I’d have to deal with that later.
For now, I needed to take care of Kelsie’s situation first. I still had the sunglasses she found in her apartment. Dusting them for prints would probably be a dead end, but at least it was a start. Scrubbing the gritty exhaustion from my eyes, I went in search of coffee.
As long as that stalker was out there somewhere, lurking, I wouldn’t be getting a good night’s sleep any time soon.
Chapter four
Kelsie
At the day care center, I pushed the outside world to the back of my mind. There wasn’t time to think about my stalker. Or my complicated feelings for Ryker. Or the fact that I’d lied my ass off to my brother this morning, claiming that I was dropping off breakfast for my landlady before I left for work.
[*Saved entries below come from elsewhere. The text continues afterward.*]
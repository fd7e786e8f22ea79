//! Configuration file parsing for Crypto Academy
//!
//! Supports `<config_dir>/crypto-academy/config.toml` (or an explicit path).

pub mod settings;
pub mod types;

pub use settings::{default_config_path, init_config_file, load_settings};
pub use types::*;
//! Scroll message handlers for module pages

use crate::state::AppState;

use super::UpdateResult;

pub fn handle_scroll_up(state: &mut AppState) -> UpdateResult {
    let step = state.scroll_step();
    state.page_view.scroll_up(step);
    UpdateResult::none()
}

pub fn handle_scroll_down(state: &mut AppState) -> UpdateResult {
    let step = state.scroll_step();
    state.page_view.scroll_down(step);
    UpdateResult::none()
}

pub fn handle_scroll_to_top(state: &mut AppState) -> UpdateResult {
    state.page_view.scroll_to_top();
    UpdateResult::none()
}

pub fn handle_scroll_to_bottom(state: &mut AppState) -> UpdateResult {
    state.page_view.scroll_to_bottom();
    UpdateResult::none()
}

pub fn handle_page_up(state: &mut AppState) -> UpdateResult {
    state.page_view.page_up();
    UpdateResult::none()
}

pub fn handle_page_down(state: &mut AppState) -> UpdateResult {
    state.page_view.page_down();
    UpdateResult::none()
}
I sighed and rubbed my forehead. Why couldn’t Noah just be cool about stuff for once? Every little aspect of my life was shoved under a microscope and scrutinized to death.
I knew a stalker was serious business—I wasn’t making light of that in any way.
But if Noah found out, it would destroy the marginal amount of personal space that I’d worked so hard to gain in the first place.
I wanted to deal with this issue on my own terms. And Noah would never allow that.
So, I couldn’t tell him. Not yet anyway. It killed me to keep secrets from him, but maybe this is what growing pains felt like.
The noise levels of the main play room reached ear-splitting levels. With nearly a hundred kids to look after, ranging in age from infants to five years old, I always had my hands full.
I didn’t mind the chaos though. The kids brightened my day when they crawled into my lap for story time, or gave me gifts that they made. I had a giant box in my apartment full of drawings I’d received over the years, rendered in chunky crayon lines and a rainbow of colors.
The bell over the door chimed, and I glanced up to meet the new arrivals.
Then my breath caught in my throat.
I recognized the man standing on the threshold as one of our regulars, Clint Atwood, with his son, Colby. They were carbon copies of each other, with chestnut curls, Wrangler jeans, and cowboy boots.
Today, instead of his plain clothes, Clint wore a leather cut with a patch over his heart that readBlackjacks MC.
Ryker had a cut just like it. That was his club.
Noah had warned me to steer clear of them. Trouble tended to follow them around town, and my brother didn’t want me getting tangled up in that.
It seemed the Blackjacks were creeping into my life anyway though.
There was Ryker, of course.
Then I met Vlad last night.
And now, it turned out that Clint was a member, too.
“Mornin’, Miss Kelsie,” Colby chirped. He held out a slightly crushed bouquet of wildflowers in his little fist. “These are for you, ma’am.”
My heart squeezed with gratitude as I accepted the flowers and inhaled their sweet scent.